---------- Record extracts ----------

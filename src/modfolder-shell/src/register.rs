//! `DllRegisterServer` / `DllUnregisterServer`

use std::ptr;

use tracing::{info, warn};
use winapi::shared::minwindef::{DWORD, HKEY};
use winapi::shared::winerror::{ERROR_FILE_NOT_FOUND, ERROR_SUCCESS};
use winapi::um::winnt::{KEY_WRITE, REG_DWORD, REG_OPTION_NON_VOLATILE, REG_SZ};
use winapi::um::winreg::{
    RegCloseKey, RegCreateKeyExW, RegDeleteTreeW, RegSetValueExW, HKEY_CURRENT_USER,
};

use modfolder::config::Config;
use modfolder::registration::{self, RegEntry, RegValue};
use modfolder::sys::{SHChangeNotify, SHCNE_ASSOCCHANGED, SHCNF_IDLIST};
use modfolder::wide::to_wide;
use modfolder::{Error, Result};

use crate::runtime;

/// Open key under `HKEY_CURRENT_USER`, closed on drop
struct Key(HKEY);

impl Key {
    fn create(path: &str) -> Result<Self> {
        let wide = to_wide(path);
        let mut key: HKEY = ptr::null_mut();
        let status = unsafe {
            RegCreateKeyExW(
                HKEY_CURRENT_USER,
                wide.as_ptr(),
                0,
                ptr::null_mut(),
                REG_OPTION_NON_VOLATILE,
                KEY_WRITE,
                ptr::null_mut(),
                &mut key,
                ptr::null_mut(),
            )
        };
        if status != ERROR_SUCCESS as i32 {
            return Err(Error::os(format!("RegCreateKeyExW({})", path), status as u32));
        }
        Ok(Self(key))
    }

    fn set(&self, name: Option<&str>, value: &RegValue) -> Result<()> {
        let name = name.map(to_wide);
        let name_ptr = name.as_ref().map_or(ptr::null(), |n| n.as_ptr());

        let (kind, data): (DWORD, Vec<u8>) = match value {
            RegValue::String(s) => (
                REG_SZ,
                to_wide(s).iter().flat_map(|unit| unit.to_le_bytes()).collect(),
            ),
            RegValue::Dword(v) => (REG_DWORD, v.to_le_bytes().to_vec()),
        };
        let status = unsafe {
            RegSetValueExW(self.0, name_ptr, 0, kind, data.as_ptr(), data.len() as DWORD)
        };
        if status != ERROR_SUCCESS as i32 {
            return Err(Error::os("RegSetValueExW", status as u32));
        }
        Ok(())
    }
}

impl Drop for Key {
    fn drop(&mut self) {
        unsafe { RegCloseKey(self.0) };
    }
}

fn write(entry: &RegEntry) -> Result<()> {
    let key = Key::create(&entry.key)?;
    if let Some(value) = &entry.value {
        key.set(entry.name, value)?;
    }
    Ok(())
}

fn associations_changed() {
    unsafe { SHChangeNotify(SHCNE_ASSOCCHANGED, SHCNF_IDLIST, ptr::null(), ptr::null()) };
}

fn load_config() -> Config {
    let config = Config::load().unwrap_or_default();
    let _ = modfolder::logging::init_from_config(&config);
    config
}

pub fn register() -> Result<()> {
    let config = load_config();
    let server = runtime::module_path()?;

    for entry in registration::entries(&server, &config.display_name) {
        if let Err(e) = write(&entry) {
            warn!("Registration failed at {}: {}", entry.key, e);
            return Err(e);
        }
    }
    associations_changed();
    info!("Registered {} from {}", modfolder::CLASS_ID, server);
    Ok(())
}

pub fn unregister() -> Result<()> {
    load_config();
    let mut result = Ok(());
    for key in registration::owned_keys() {
        let wide = to_wide(&key);
        let status = unsafe { RegDeleteTreeW(HKEY_CURRENT_USER, wide.as_ptr()) };
        if status != ERROR_SUCCESS as i32 && status != ERROR_FILE_NOT_FOUND as i32 {
            warn!("Could not remove {}: {}", key, status);
            result = Err(Error::os(format!("RegDeleteTreeW({})", key), status as u32));
        }
    }
    associations_changed();
    info!("Unregistered {}", modfolder::CLASS_ID);
    result
}
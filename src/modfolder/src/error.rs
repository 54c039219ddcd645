//! Error taxonomy shared by every layer of the folder.
//!
//! Each variant maps onto the result code the host shell expects, so the COM
//! layer can hand errors back without inspecting them.

use thiserror::Error;

/// Host result codes used by the folder protocol.
pub mod hresult {
    pub const S_OK: i32 = 0;
    pub const S_FALSE: i32 = 1;
    pub const E_NOTIMPL: i32 = 0x8000_4001_u32 as i32;
    pub const E_NOINTERFACE: i32 = 0x8000_4002_u32 as i32;
    pub const E_POINTER: i32 = 0x8000_4003_u32 as i32;
    pub const E_FAIL: i32 = 0x8000_4005_u32 as i32;
    pub const E_OUTOFMEMORY: i32 = 0x8007_000E_u32 as i32;
    pub const E_INVALIDARG: i32 = 0x8007_0057_u32 as i32;

    /// Equivalent of `HRESULT_FROM_WIN32`
    pub fn from_win32(code: u32) -> i32 {
        if code as i32 <= 0 {
            code as i32
        } else {
            ((code & 0x0000_FFFF) | (7 << 16) | 0x8000_0000) as i32
        }
    }

    /// Success code carrying a 16-bit value, as produced by
    /// `MAKE_HRESULT(SEVERITY_SUCCESS, 0, code)`
    pub fn success_code(code: u16) -> i32 {
        i32::from(code)
    }
}

#[derive(Error, Debug)]
pub enum Error {
    #[error("Invalid argument: {0}")]
    InvalidArgument(&'static str),

    #[error("Malformed identifier list: {0}")]
    MalformedIdList(String),

    #[error("Identifier is not owned by this folder")]
    ForeignItem,

    #[error("Operation not implemented")]
    NotImplemented,

    #[error("Interface not supported")]
    NoInterface,

    #[error("Out of memory allocating {0} bytes")]
    OutOfMemory(usize),

    #[error("Folder has not been initialized")]
    NotInitialized,

    #[error("Selection contains no usable items")]
    EmptySelection,

    #[error("{context} failed with OS error {code}")]
    Os { context: String, code: u32 },

    #[error("Config error: {0}")]
    Config(String),

    #[error("IO error: {0}")]
    Io(#[from] std::io::Error),
}

pub type Result<T> = std::result::Result<T, Error>;

impl Error {
    /// Wrap an OS error code with the name of the failing operation
    pub fn os(context: impl Into<String>, code: u32) -> Self {
        Error::Os {
            context: context.into(),
            code,
        }
    }

    /// OS error code carried by an [`Error::Os`]
    pub fn os_code(&self) -> Option<u32> {
        match self {
            Error::Os { code, .. } => Some(*code),
            Error::Io(e) => e.raw_os_error().map(|c| c as u32),
            _ => None,
        }
    }

    /// Result code to hand back to the host shell
    pub fn hresult(&self) -> i32 {
        match self {
            Error::InvalidArgument(_) | Error::MalformedIdList(_) | Error::ForeignItem => {
                hresult::E_INVALIDARG
            }
            Error::NotImplemented => hresult::E_NOTIMPL,
            Error::NoInterface => hresult::E_NOINTERFACE,
            Error::OutOfMemory(_) => hresult::E_OUTOFMEMORY,
            Error::Os { code, .. } => hresult::from_win32(*code),
            Error::NotInitialized | Error::EmptySelection | Error::Config(_) | Error::Io(_) => {
                hresult::E_FAIL
            }
        }
    }
}

impl From<toml::de::Error> for Error {
    fn from(err: toml::de::Error) -> Self {
        Error::Config(err.to_string())
    }
}

impl From<toml::ser::Error> for Error {
    fn from(err: toml::ser::Error) -> Self {
        Error::Config(err.to_string())
    }
}

impl From<std::collections::TryReserveError> for Error {
    fn from(_: std::collections::TryReserveError) -> Self {
        Error::OutOfMemory(0)
    }
}
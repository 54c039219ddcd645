//! Shell identifier-list arrays (the `Shell IDList Array` drag format)
//!
//! ```text
//! u32 count
//! u32 offsets[count + 1]      relative to the start of the payload
//! ... parent list at offsets[0], child lists at offsets[1..=count]
//! ```

use byteorder::{ByteOrder, LE};

use crate::idlist::{IdList, IdListRef};
use crate::{Error, Result};

/// Name the host registers this clipboard format under
pub const FORMAT_NAME: &str = "Shell IDList Array";

const U32_LEN: usize = 4;

/// Parsed view over a shell identifier-list array
#[derive(Debug, Clone, Copy)]
pub struct Cida<'a> {
    bytes: &'a [u8],
    count: usize,
}

impl<'a> Cida<'a> {
    /// Validate the header and offset table of a payload
    pub fn parse(bytes: &'a [u8]) -> Result<Self> {
        if bytes.len() < U32_LEN {
            return Err(Error::MalformedIdList("array shorter than its count".into()));
        }
        let count = LE::read_u32(bytes) as usize;

        let table_len = count
            .checked_add(1)
            .and_then(|n| n.checked_mul(U32_LEN))
            .and_then(|n| n.checked_add(U32_LEN))
            .ok_or_else(|| Error::MalformedIdList(format!("item count {} overflows", count)))?;
        if table_len > bytes.len() {
            return Err(Error::MalformedIdList(format!(
                "offset table for {} items needs {} bytes, {} available",
                count,
                table_len,
                bytes.len()
            )));
        }

        let cida = Self { bytes, count };
        for index in 0..=count {
            let offset = cida.offset(index);
            if offset < table_len || offset >= bytes.len() {
                return Err(Error::MalformedIdList(format!(
                    "offset {} of entry {} lies outside the payload",
                    offset, index
                )));
            }
        }
        Ok(cida)
    }

    fn offset(&self, index: usize) -> usize {
        LE::read_u32(&self.bytes[U32_LEN * (index + 1)..]) as usize
    }

    fn list_at(&self, index: usize) -> IdListRef<'a> {
        IdListRef::new(&self.bytes[self.offset(index)..])
    }

    /// Number of child lists
    pub fn len(&self) -> usize {
        self.count
    }

    pub fn is_empty(&self) -> bool {
        self.count == 0
    }

    /// Absolute chain of the folder the children live in
    pub fn parent(&self) -> IdListRef<'a> {
        self.list_at(0)
    }

    /// Child chains, relative to [`Cida::parent`]
    pub fn children(&self) -> impl Iterator<Item = IdListRef<'a>> + '_ {
        (1..=self.count).map(|index| self.list_at(index))
    }

    /// Each child combined with the parent into an absolute chain
    pub fn absolute_children(&self) -> Result<Vec<IdList>> {
        let parent = self.parent().to_id_list()?;
        self.children()
            .map(|child| parent.combine(child))
            .collect()
    }
}
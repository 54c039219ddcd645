//! Item identifier commands

use anyhow::{bail, Context, Result};
use modfolder::{pidl, IdListRef, ModuleRecord};

/// Hex form of the identifier for a module record
pub fn encode_hex(path: &str, base: &str, size: &str) -> Result<String> {
    let base = super::parse_hex(base)?;
    let size = super::parse_number(size)?;
    let size = u32::try_from(size).with_context(|| format!("Image size too large: {}", size))?;

    let list = pidl::encode(path, base, size).context("Failed to encode identifier")?;
    Ok(hex::encode(list.as_bytes()))
}

/// Module record carried by a hex identifier
pub fn decode_hex(text: &str) -> Result<ModuleRecord> {
    let compact: String = text.split_whitespace().collect();
    let bytes = hex::decode(&compact).context("Identifier is not valid hex")?;

    match pidl::decode(IdListRef::new(&bytes)) {
        Some(record) => Ok(record),
        None => bail!("Not a module identifier ({} bytes)", bytes.len()),
    }
}

pub fn encode(path: &str, base: &str, size: &str) -> Result<()> {
    println!("{}", encode_hex(path, base, size)?);
    Ok(())
}

pub fn decode(text: &str, json: bool) -> Result<()> {
    let record = decode_hex(text)?;
    if json {
        println!("{}", serde_json::to_string_pretty(&record)?);
    } else {
        println!("Path:         {}", record.path);
        println!("Name:         {}", record.file_name());
        println!("Base address: {:#X}", record.base_address);
        println!("Image size:   {:#X} ({})", record.image_size, record.image_size);
    }
    Ok(())
}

----------

Task statement:
In the records above, find the line with "pub struct Cida<'a>"; write out exactly that line and each one after it, stopping after the line with "if bytes.len() <".

Solution for this task:
pub struct Cida<'a> {
    bytes: &'a [u8],
    count: usize,
}

impl<'a> Cida<'a> {
    /// Validate the header and offset table of a payload
    pub fn parse(bytes: &'a [u8]) -> Result<Self> {
        if bytes.len() < U32_LEN {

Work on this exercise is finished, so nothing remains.